Your assignment: Below are the entries; tally the lines holding the string "before" and give only that figure.

___ Dataset excerpts ___

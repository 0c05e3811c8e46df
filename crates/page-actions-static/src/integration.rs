//! Build lifecycle hooks.
//!
//! An [`Integration`] registers work at two points of a build: before pages
//! are generated ([`Integration::config_setup`]) and after the output is
//! final ([`Integration::build_done`]). [`PageActions`] is the integration
//! that mirrors documents and writes `llms.txt`.

use std::fs;
use std::path::{Path, PathBuf};
use std::sync::Arc;

use page_actions_core::{
    render_manifest, ContentDocument, GeneratedPage, MirrorError, NavNode, PluginConfig,
    MANIFEST_FILE_NAME,
};

use crate::builder::{write_atomic, BuildError};
use crate::copy::{CopyTarget, RenameFn};

/// Specifier client code uses to import the plugin configuration.
pub const CONFIG_MODULE_SPECIFIER: &str = "virtual:page-actions/config";

/// Default location of the generated config module, relative to the output root.
pub const DEFAULT_MODULE_PATH: &str = "_page-actions/config.js";

/// Document extensions mirrored by default.
pub const DEFAULT_EXTENSIONS: &[&str] = &["md", "mdx"];

/// A source file generated at build time and importable by client code.
#[derive(Debug, Clone, PartialEq, Eq)]
pub struct GeneratedModule {
    /// Specifier the module stands in for
    pub specifier: String,

    /// Path relative to the output directory
    pub path: PathBuf,

    /// Module source
    pub contents: String,
}

/// Mutable build configuration handed to setup hooks.
#[derive(Debug, Default)]
pub struct BuildSetup {
    pub modules: Vec<GeneratedModule>,
    pub copies: Vec<CopyTarget>,
}

/// Resolved site settings from the surrounding framework.
#[derive(Debug, Clone, Default)]
pub struct SiteSettings {
    /// Site title
    pub title: String,

    /// Navigation tree, if one is configured
    pub sidebar: Option<Vec<NavNode>>,
}

/// State handed to post-build hooks.
#[derive(Debug, Clone, Copy)]
pub struct BuildDone<'a> {
    /// Output directory
    pub dir: &'a Path,

    /// Pages generated by the build
    pub pages: &'a [GeneratedPage],

    /// Resolved site settings
    pub site: &'a SiteSettings,
}

/// A build integration.
pub trait Integration: Send + Sync {
    /// Integration identifier
    fn name(&self) -> &'static str;

    /// Register modules and copy directives before the build.
    fn config_setup(&self, setup: &mut BuildSetup) -> Result<(), BuildError>;

    /// Finalize the output. Returns the files written.
    fn build_done(&self, done: &BuildDone<'_>) -> Result<Vec<PathBuf>, BuildError>;
}

/// Mirrors content documents as raw markdown and writes `llms.txt`.
#[derive(Debug, Clone)]
pub struct PageActions {
    config: Arc<PluginConfig>,
    content_dir: PathBuf,
    extensions: Vec<String>,
    module_path: PathBuf,
}

impl PageActions {
    /// Create the integration for documents under `content_dir`.
    pub fn new(config: Arc<PluginConfig>, content_dir: impl Into<PathBuf>) -> Self {
        Self {
            config,
            content_dir: content_dir.into(),
            extensions: DEFAULT_EXTENSIONS.iter().map(|e| e.to_string()).collect(),
            module_path: PathBuf::from(DEFAULT_MODULE_PATH),
        }
    }

    /// Override the mirrored document extensions.
    pub fn with_extensions(mut self, extensions: Vec<String>) -> Self {
        self.extensions = extensions;
        self
    }

    /// Override where the config module is written.
    pub fn with_module_path(mut self, path: impl Into<PathBuf>) -> Self {
        self.module_path = path.into();
        self
    }

    pub fn config(&self) -> &Arc<PluginConfig> {
        &self.config
    }

    pub fn content_dir(&self) -> &Path {
        &self.content_dir
    }

    /// Rename hook mapping a content document to its mirror path.
    pub fn rename_fn(&self) -> RenameFn {
        let root = self.content_dir.to_string_lossy().into_owned();

        Arc::new(
            move |file_name: &str, extension: &str, full_path: &Path| -> Result<PathBuf, MirrorError> {
                let doc = ContentDocument::from_host(file_name, extension, full_path, &root)?;
                Ok(PathBuf::from(doc.mirrored_path()))
            },
        )
    }

    /// Source of the generated config module.
    pub fn config_module(&self) -> Result<GeneratedModule, BuildError> {
        let json = self
            .config
            .to_json()
            .map_err(|e| BuildError::ConfigError(e.to_string()))?;

        Ok(GeneratedModule {
            specifier: CONFIG_MODULE_SPECIFIER.to_string(),
            path: self.module_path.clone(),
            contents: format!("// Generated by page-actions. Do not edit.\nexport default {json};\n"),
        })
    }
}

impl Integration for PageActions {
    fn name(&self) -> &'static str {
        "page-actions"
    }

    fn config_setup(&self, setup: &mut BuildSetup) -> Result<(), BuildError> {
        setup.modules.push(self.config_module()?);
        setup.copies.push(CopyTarget {
            src: self.content_dir.clone(),
            extensions: self.extensions.clone(),
            dest: PathBuf::new(),
            rename: self.rename_fn(),
        });

        Ok(())
    }

    fn build_done(&self, done: &BuildDone<'_>) -> Result<Vec<PathBuf>, BuildError> {
        let manifest_path = done.dir.join(MANIFEST_FILE_NAME);

        let Some(manifest) = render_manifest(
            &self.config,
            &done.site.title,
            done.site.sidebar.as_deref(),
            done.pages,
        ) else {
            tracing::info!("No base URL configured, skipping {}", MANIFEST_FILE_NAME);
            if manifest_path.exists() {
                fs::remove_file(&manifest_path)
                    .map_err(|e| BuildError::WriteError(e.to_string()))?;
                tracing::debug!("Removed stale {}", manifest_path.display());
            }
            return Ok(Vec::new());
        };

        if !matches!(&done.site.sidebar, Some(nodes) if !nodes.is_empty()) {
            tracing::debug!("No sidebar configured, listing {} generated pages", done.pages.len());
        }

        write_atomic(&manifest_path, manifest.as_bytes())?;
        tracing::info!("Wrote {}", manifest_path.display());

        Ok(vec![manifest_path])
    }
}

___

The completed task: 2